一个简单的功能,将adata中存放的稀疏的表达量矩阵保存为可以用 Seurat::Read10X_h5
读取的H5文件,代码如下
import h5py
import numpy as np
from scipy.sparse import csr_matrix
from pathlib import Path
def write_10X_h5(adata, file):
"""Writes an AnnData object to a 10X Genomics formatted HDF5 file.
This function creates a file compatible with Seurat's Read10X_h5 function.
It writes the sparse matrix data and associated metadata while ensuring correct data types and attributes.
Args:
adata: AnnData object containing the matrix and metadata.
file: Output file path. Appends '.h5' if not present.
Raises:
FileExistsError: If the output file already exists.
"""
# Ensure file extension is .h5
file = file if file.endswith('.h5') else f'{file}.h5'
# Check if the file already exists
if Path(file).exists():
raise FileExistsError(f"There already is a file `{file}`.")
# Helper function to calculate max integer size
def int_max(x):
return int(max(np.floor(np.log10(max(x)+1)), 1) * 4)
# Helper function to calculate max string size
def str_max(x):
return max(len(str(i)) for i in x) + 1 # +1 for null termination
# must transpose
X = adata.X.T
# Create file and write data
with h5py.File(file, 'w') as w:
grp = w.create_group("matrix")
#
grp.create_dataset("data", data=X.data, dtype=np.float32)

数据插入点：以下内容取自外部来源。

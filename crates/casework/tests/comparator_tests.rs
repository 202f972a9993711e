//! Assertion failure messages as seen by a suite author

use casework::{
    expect_deep_eq, expect_eq, expect_eqf, expect_false, expect_panic_err_eq,
    expect_panic_err_eq_in, guard, raise, run_suite, stop_sub_test, suite, BinByte,
    FailureReport, Harness, HexByte, PanicError, ReportConfig, Reporter, TestContext,
    TwoHexBytes,
};
use pretty_assertions::assert_eq;
use rstest::rstest;
use serde::Serialize;
use std::collections::HashMap;

#[derive(Debug, Serialize)]
struct Point {
    x: i32,
    y: i32,
}

#[test]
fn test_failure_template_snapshot() {
    let mut t = Harness::new("template");
    expect_eq(&mut t, 5, 6, None);

    insta::assert_snapshot!(&t.failures()[0], @r"
    unexpected value:
        actual:   5
        expected: 6
    ");
}

#[test]
fn test_passing_assertions_record_nothing() {
    let mut t = Harness::new("quiet");
    expect_eq(&mut t, "same", "same", None);
    expect_eqf(&mut t, 7u8, 7u8, HexByte, None);
    expect_false(&mut t, 1 > 2, None);
    expect_deep_eq(&mut t, &Point { x: 1, y: 2 }, &Point { x: 1, y: 2 }, None);

    assert!(!t.failed());
}

#[rstest]
#[case::hex(expect_hex as fn(&mut Harness), "0xa", "0xb")]
#[case::two_hex(expect_two_hex as fn(&mut Harness), "0x0a", "0x0b")]
#[case::bin(expect_bin as fn(&mut Harness), "00001010", "00001011")]
fn test_expect_eqf_renders_both_sides(
    #[case] check: fn(&mut Harness),
    #[case] actual: &str,
    #[case] expected: &str,
) {
    let mut t = Harness::new("formats");
    check(&mut t);

    let rendered = FailureReport {
        message: "unexpected value".to_string(),
        actual: actual.to_string(),
        expected: expected.to_string(),
    };
    assert_eq!(t.failures(), [rendered.to_string()]);
}

fn expect_hex(t: &mut Harness) {
    expect_eqf(t, 10u8, 11u8, HexByte, None);
}

fn expect_two_hex(t: &mut Harness) {
    expect_eqf(t, 10u8, 11u8, TwoHexBytes, None);
}

fn expect_bin(t: &mut Harness) {
    expect_eqf(t, 10u8, 11u8, BinByte, None);
}

#[test]
fn test_closure_format() {
    let mut t = Harness::new("closure");
    expect_eqf(&mut t, 3, 4, |v: &i32| format!("#{}", v), Some("slot"));

    assert_eq!(t.failures(), ["slot:\n    actual:   #3\n    expected: #4"]);
}

#[test]
fn test_deep_eq_shows_types() {
    let mut t = Harness::new("deep");
    expect_deep_eq(&mut t, &vec![1, 2], &vec![1, 3], None);

    insta::assert_snapshot!(&t.failures()[0], @r"
    unexpected value:
        actual:   [1, 2] (alloc::vec::Vec<i32>)
        expected: [1, 3] (alloc::vec::Vec<i32>)
    ");
}

#[test]
fn test_deep_eq_different_types_never_equal() {
    let mut t = Harness::new("deep");
    expect_deep_eq(&mut t, &1u8, &1u16, Some("widths"));

    assert_eq!(
        t.failures(),
        ["widths:\n    actual:   1 (u8)\n    expected: 1 (u16)"]
    );
}

#[test]
fn test_deep_eq_keeps_nested_options_apart() {
    let mut t = Harness::new("deep");
    expect_deep_eq(&mut t, &Some(None::<u8>), &None::<Option<u8>>, None);

    insta::assert_snapshot!(&t.failures()[0], @r"
    unexpected value:
        actual:   Some(None) (core::option::Option<core::option::Option<u8>>)
        expected: None (core::option::Option<core::option::Option<u8>>)
    ");
}

#[test]
fn test_deep_eq_on_wide_ints_and_tuple_keys() {
    let mut t = Harness::new("deep");
    let table: HashMap<(u8, u8), &str> = [((0, 0), "origin"), ((1, 0), "east")]
        .into_iter()
        .collect();
    expect_deep_eq(&mut t, &table, &table.clone(), None);
    expect_deep_eq(&mut t, &u128::MAX, &u128::MAX, None);
    expect_deep_eq(&mut t, &Some(()), &Some(()), None);

    assert!(!t.failed(), "{:?}", t.failures());
}

#[test]
fn test_panic_err_eq_over_guarded_block() {
    let mut t = Harness::new("panics");
    expect_panic_err_eq_in(
        &mut t,
        || raise(PanicError::new("not found")),
        "not found",
        None,
    );
    assert!(!t.failed());

    expect_panic_err_eq_in(
        &mut t,
        || std::panic::panic_any(anyhow::anyhow!("disk full")),
        "disk full",
        None,
    );
    assert!(!t.failed());

    expect_panic_err_eq_in(&mut t, || raise("timed out"), "not found", Some("lookup"));
    assert_eq!(
        t.failures(),
        ["lookup:\n    actual:   timed out\n    expected: not found"]
    );
}

#[test]
fn test_panic_err_eq_without_error_payload() {
    let mut t = Harness::new("panics");
    let recovered = guard(|| panic!("plain text")).err();
    expect_panic_err_eq(&mut t, recovered.as_ref(), "not found", None);

    insta::assert_snapshot!(&t.failures()[0], @r"
    unexpected value (panic didn't return error):
        actual:   plain text
        expected: not found
    ");
}

struct Lookup;

impl Lookup {
    fn missing_key(&self, t: &mut dyn TestContext) {
        expect_panic_err_eq_in(
            t,
            || raise(PanicError::new("no such key")),
            "no such key",
            None,
        );
    }

    fn stop_inside_guard(&self, t: &mut dyn TestContext) {
        t.error("before".to_string());
        expect_panic_err_eq_in(t, || stop_sub_test(), "unused", None);
        t.error("not reached".to_string());
    }
}

suite!(Lookup {
    cases: [missing_key, stop_inside_guard],
});

#[test]
fn test_stop_passes_through_guarded_block() {
    let mut harness = Harness::new("lookup");
    run_suite(&mut harness, &Lookup);

    let reports = harness.into_reports();
    assert!(reports[0].is_pass());
    assert_eq!(reports[1].failures(), ["before"]);
}

#[test]
fn test_report_snapshot() {
    let mut harness = Harness::new("lookup");
    run_suite(&mut harness, &Lookup);
    let reports = harness.into_reports();

    let out = Reporter::new(ReportConfig::plain()).render("lookup", &reports, &[]);
    insta::assert_snapshot!(out, @r"
    PASS lookup/missing_key
    FAIL lookup/stop_inside_guard

    ──────────────────────────────────────────────────
    lookup result: FAILED | 2 total, 1 passed, 1 failed

    Failures:

      ● lookup/stop_inside_guard
          before
    ");
}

grp.create_dataset("indices", data=X.indices, dtype=np.int32)
grp.create_dataset("indptr", data=X.indptr, dtype=np.int32)
grp.create_dataset("shape", data=np.array(X.shape, dtype=np.int32))
# Handling barcodes and features
grp.create_dataset("barcodes", data=np.array(adata.obs_names, dtype=f'S{str_max(adata.obs_names)}'))
ftrs = grp.create_group("features")
ftrs.create_dataset("id", data=np.array(adata.var_names, dtype=f'S{str_max(adata.var_names)}'))
ftrs.create_dataset("name", data=np.array(adata.var_names, dtype=f'S{str_max(adata.var_names)}'))
# Optionally add more metadata fields if needed
if 'genome' in adata.var.columns:
ftrs.create_dataset("genome", data=np.array(adata.var['genome'], dtype=f'S{str_max(adata.var["genome"])}'))
# set feature_type
if 'feature_type' in adata.var.columns:
ftrs.create_dataset("feature_type", data=np.array(adata.var['feature_type'], dtype=f'S{str_max(adata.var["feature_type"])}'))
else:
adata.var['feature_type'] = 'Gene Expression'
ftrs.create_dataset("feature_type", data=np.array(adata.var['feature_type'], dtype=f'S{str_max(adata.var["feature_type"])}'))
使用方法如下,
write_10X_h5(adata, "adata.h5")
使用要求:adata必须没有经过特别的数据预处理,也就是说adata.X存放的就是稀疏矩阵
使用场景:当只有adata对象,没有10x输出的h5文件时,可以使用。